Instructions for the task ::
Your reply should be only the number of lines in the material below that include the word "DiscoveryFilter".

BEGIN

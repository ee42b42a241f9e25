/// Bluetooth Low Energy radio stack backed by BlueZ
///
/// Every command returns immediately; the actual bluetoothd call runs in a
/// spawned task whose result is posted as an [`Event`] on the channel given
/// to [`BluezRadio::new`].
use std::collections::HashMap;
use std::sync::atomic::{AtomicU16, Ordering};
use std::sync::{Arc, Mutex, MutexGuard, PoisonError};

use bluer::{
    Adapter, AdapterEvent, Address, AddressType, Device, DiscoveryFilter, DiscoveryTransport, Uuid,
};
use futures_util::StreamExt;
use log::{debug, error, info, warn};
use tokio::runtime::Handle;
use tokio::sync::mpsc::UnboundedSender;
use tokio::task::JoinHandle;
use tokio::time::{sleep, Duration};

use crate::bluetooth::decoder::VENDOR_TAG;
use crate::bluetooth::radio::RadioStack;
use crate::bluetooth::session::{
    Advertisement, Command, ConnHandle, Event, ENABLE_NOTIFY, NOTIFY_CCCD_HANDLE,
};
use crate::error::{Error, Result};
use crate::models::BdAddr;

// Sensor protocol constants
// Vendor broadcast service
const SERVICE_DATA_UUID: Uuid = Uuid::from_u128(0x0000fe95_0000_1000_8000_00805f9b34fb);
// "T=.. H=.." notifications
const RESPONSE_CHAR_UUID: Uuid = Uuid::from_u128(0x226caa55_6476_4566_7562_66734470666d);
const SERVICES_POLL_MS: u64 = 100;

struct Link {
    device: Device,
    notify: Option<JoinHandle<()>>,
}

#[derive(Default)]
struct Tasks {
    links: HashMap<ConnHandle, Link>,
    opening: HashMap<BdAddr, JoinHandle<()>>,
    scan: Option<JoinHandle<()>>,
    listener: Option<JoinHandle<()>>,
}

/// Radio stack driving the default BlueZ adapter.
#[derive(Clone)]
pub struct BluezRadio {
    adapter: Adapter,
    events: UnboundedSender<Event>,
    runtime: Handle,
    next_conn: Arc<AtomicU16>,
    tasks: Arc<Mutex<Tasks>>,
}

impl BluezRadio {
    /// Open a bluetoothd session and power on the default adapter
    ///
    /// # Arguments
    /// * `events` - Channel receiving every event the radio produces
    pub async fn new(events: UnboundedSender<Event>) -> Result<Self> {
        let session = match bluer::Session::new().await {
            Ok(session) => session,
            Err(e) => {
                error!("Failed to create Bluetooth session: {}", e);
                return Err(e.into());
            }
        };

        let adapter = match session.default_adapter().await {
            Ok(adapter) => adapter,
            Err(e) => {
                error!("Failed to get default Bluetooth adapter: {}", e);
                return Err(e.into());
            }
        };

        if let Err(e) = adapter.set_powered(true).await {
            error!("Failed to power on adapter: {}", e);
            return Err(e.into());
        }
        info!("Using Bluetooth adapter {}", adapter.name());

        Ok(BluezRadio {
            adapter,
            events,
            runtime: Handle::current(),
            next_conn: Arc::new(AtomicU16::new(1)),
            tasks: Arc::new(Mutex::new(Tasks::default())),
        })
    }

    fn tasks(&self) -> MutexGuard<'_, Tasks> {
        self.tasks.lock().unwrap_or_else(PoisonError::into_inner)
    }

    fn allocate_conn(&self) -> ConnHandle {
        // Zero is never handed out
        loop {
            let conn = self.next_conn.fetch_add(1, Ordering::Relaxed);
            if conn != 0 {
                return conn;
            }
        }
    }

    /// Listen to broadcasts continuously, posting one `Advertisement` per
    /// device update until the radio is dropped.
    pub fn listen(&self) {
        self.spawn_listener(Some(self.events.clone()));
        info!("Listening for sensor broadcasts");
    }

    /// Keep discovery running without posting anything.
    ///
    /// bluetoothd forgets unpaired devices shortly after it last heard them,
    /// and a forgotten device cannot be connected to by address alone.
    pub fn keep_discovering(&self) {
        self.spawn_listener(None);
        info!("Keeping device discovery active for connections");
    }

    fn spawn_listener(&self, events: Option<UnboundedSender<Event>>) {
        let adapter = self.adapter.clone();
        let handle = self.runtime.spawn(async move {
            // Warn if it fails, but keep listening with the adapter defaults
            if let Err(e) = adapter.set_discovery_filter(discovery_filter()).await {
                warn!("Failed to set discovery filter: {}", e);
            }
            let result = match events {
                Some(events) => forward_advertisements(adapter, events).await,
                None => hold_discovery(adapter).await,
            };
            if let Err(e) = result {
                error!("Broadcast listener stopped: {}", e);
            }
        });
        if let Some(old) = self.tasks().listener.replace(handle) {
            old.abort();
        }
    }

    fn connect(&self, address: BdAddr) -> Result<()> {
        let radio = self.clone();
        let handle = self.runtime.spawn(async move {
            let target = Address::new(address.to_bytes());
            let event = match open_device(&radio.adapter, target).await {
                Ok(device) => {
                    let conn = radio.allocate_conn();
                    debug!("Connected to {} as {}", address, conn);
                    let link = Link {
                        device,
                        notify: None,
                    };
                    radio.tasks().links.insert(conn, link);
                    Event::OpenSucceeded { address, conn }
                }
                Err(e) => {
                    warn!("Failed to connect to {}: {}", address, e);
                    Event::OpenFailed { address }
                }
            };
            radio.tasks().opening.remove(&address);
            let _ = radio.events.send(event);
        });
        if let Some(old) = self.tasks().opening.insert(address, handle) {
            old.abort();
        }
        Ok(())
    }

    fn cancel_connect(&self, address: BdAddr) -> Result<()> {
        if let Some(task) = self.tasks().opening.remove(&address) {
            task.abort();
        }
        // BlueZ may already be holding the link; drop it
        let device = self.adapter.device(Address::new(address.to_bytes()))?;
        self.runtime.spawn(async move {
            if let Err(e) = device.disconnect().await {
                debug!("Disconnect after cancelled connect to {}: {}", address, e);
            }
        });
        Ok(())
    }

    fn enable_notifications(&self, conn: ConnHandle, handle: u16, value: &[u8]) -> Result<()> {
        if handle != NOTIFY_CCCD_HANDLE || value != ENABLE_NOTIFY {
            return Err(Error::Radio(format!("unsupported write to handle {:#06x}", handle)));
        }
        let device = match self.tasks().links.get(&conn) {
            Some(link) => link.device.clone(),
            None => return Err(Error::Radio(format!("no open connection {}", conn))),
        };

        let events = self.events.clone();
        let task = self.runtime.spawn(async move {
            let stream = match subscribe_response(&device).await {
                Ok(stream) => stream,
                Err(e) => {
                    warn!("Failed to subscribe on connection {}: {}", conn, e);
                    let _ = events.send(Event::WriteFailed { conn });
                    return;
                }
            };
            let _ = events.send(Event::WriteSucceeded { conn });

            let mut stream = Box::pin(stream);
            while let Some(value) = stream.next().await {
                debug!("Notification on {}: {:?}", conn, String::from_utf8_lossy(&value));
                if events.send(Event::Notification { conn, value }).is_err() {
                    break;
                }
            }
        });

        match self.tasks().links.get_mut(&conn) {
            Some(link) => {
                if let Some(old) = link.notify.replace(task) {
                    old.abort();
                }
            }
            None => task.abort(),
        }
        Ok(())
    }

    fn close(&self, conn: ConnHandle) -> Result<()> {
        let link = match self.tasks().links.remove(&conn) {
            Some(link) => link,
            None => return Err(Error::Radio(format!("no open connection {}", conn))),
        };
        if let Some(task) = link.notify {
            task.abort();
        }

        let events = self.events.clone();
        self.runtime.spawn(async move {
            if let Err(e) = link.device.disconnect().await {
                warn!("Failed to disconnect connection {}: {}", conn, e);
            }
            let _ = events.send(Event::CloseCompleted { conn });
        });
        Ok(())
    }

    fn set_scan_params(&self) -> Result<()> {
        let adapter = self.adapter.clone();
        let events = self.events.clone();
        self.runtime.spawn(async move {
            let event = match adapter.set_discovery_filter(discovery_filter()).await {
                Ok(()) => Event::ScanParamsSet,
                Err(e) => {
                    warn!("Failed to set discovery filter: {}", e);
                    Event::ScanFailed
                }
            };
            let _ = events.send(event);
        });
        Ok(())
    }

    fn start_scan(&self) -> Result<()> {
        let adapter = self.adapter.clone();
        let events = self.events.clone();
        let handle = self.runtime.spawn(async move {
            let event = match forward_advertisements(adapter, events.clone()).await {
                Ok(()) => Event::ScanComplete,
                Err(e) => {
                    error!("Failed to run device discovery: {}", e);
                    Event::ScanFailed
                }
            };
            let _ = events.send(event);
        });
        if let Some(old) = self.tasks().scan.replace(handle) {
            old.abort();
        }
        Ok(())
    }

    fn stop_scan(&self) -> Result<()> {
        if let Some(task) = self.tasks().scan.take() {
            task.abort();
        }
        Ok(())
    }
}

impl RadioStack for BluezRadio {
    fn execute(&self, command: Command) -> Result<()> {
        debug!("Radio command: {:?}", command);
        match command {
            Command::Connect(address) => self.connect(address),
            Command::CancelConnect(address) => self.cancel_connect(address),
            Command::Write {
                conn,
                handle,
                value,
            } => self.enable_notifications(conn, handle, &value),
            Command::Close { conn } => self.close(conn),
            Command::SetScanParams => self.set_scan_params(),
            Command::StartScan => self.start_scan(),
            Command::StopScan => self.stop_scan(),
        }
    }
}

fn discovery_filter() -> DiscoveryFilter {
    DiscoveryFilter {
        transport: DiscoveryTransport::Le, // Bluetooth Low Energy only
        duplicate_data: true,              // Every broadcast may carry a new measurement
        ..Default::default()
    }
}

/// Connect to a device, asking bluetoothd to create it when it is not known.
async fn open_device(adapter: &Adapter, address: Address) -> bluer::Result<Device> {
    if adapter.device_addresses().await?.contains(&address) {
        let device = adapter.device(address)?;
        device.connect().await?;
        return Ok(device);
    }
    debug!("{} not known to bluetoothd, connecting by address", address);
    adapter.connect_device(address, AddressType::LePublic).await
}

/// Keep a discovery session open, discarding its events.
async fn hold_discovery(adapter: Adapter) -> bluer::Result<()> {
    let stream = adapter.discover_devices().await?;
    let mut stream = Box::pin(stream);
    while stream.next().await.is_some() {}
    Ok(())
}

/// Run device discovery, turning each device update into an `Advertisement`
///
/// Returns once the event receiver is gone or the discovery stream ends.
async fn forward_advertisements(
    adapter: Adapter,
    events: UnboundedSender<Event>,
) -> bluer::Result<()> {
    let stream = adapter.discover_devices_with_changes().await?;
    let mut stream = Box::pin(stream);

    while let Some(event) = stream.next().await {
        let AdapterEvent::DeviceAdded(addr) = event else {
            continue;
        };
        match read_advertisement(&adapter, addr).await {
            Ok(adv) => {
                if events.send(Event::Advertisement(adv)).is_err() {
                    break;
                }
            }
            Err(e) => debug!("Failed to read advertisement of {}: {}", addr, e),
        }
    }
    Ok(())
}

async fn read_advertisement(adapter: &Adapter, addr: Address) -> bluer::Result<Advertisement> {
    let device = adapter.device(addr)?;
    let name = device.name().await?;

    // BlueZ strips the service tag; put it back so the decoder sees the whole frame
    let service_data = device
        .service_data()
        .await?
        .and_then(|mut data| data.remove(&SERVICE_DATA_UUID))
        .map(|body| {
            let mut framed = VENDOR_TAG.to_vec();
            framed.extend_from_slice(&body);
            framed
        });

    Ok(Advertisement {
        address: BdAddr::from_bytes(addr.0),
        name,
        service_data,
    })
}

/// Find the response characteristic and subscribe to it.
async fn subscribe_response(device: &Device) -> Result<impl futures_util::Stream<Item = Vec<u8>>> {
    while !device.is_services_resolved().await? {
        sleep(Duration::from_millis(SERVICES_POLL_MS)).await;
    }

    for service in device.services().await? {
        for characteristic in service.characteristics().await? {
            if characteristic.uuid().await? == RESPONSE_CHAR_UUID {
                return Ok(characteristic.notify().await?);
            }
        }
    }

    Err(Error::Radio(format!(
        "characteristic {} not found",
        RESPONSE_CHAR_UUID
    )))
}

END

The answer ::
3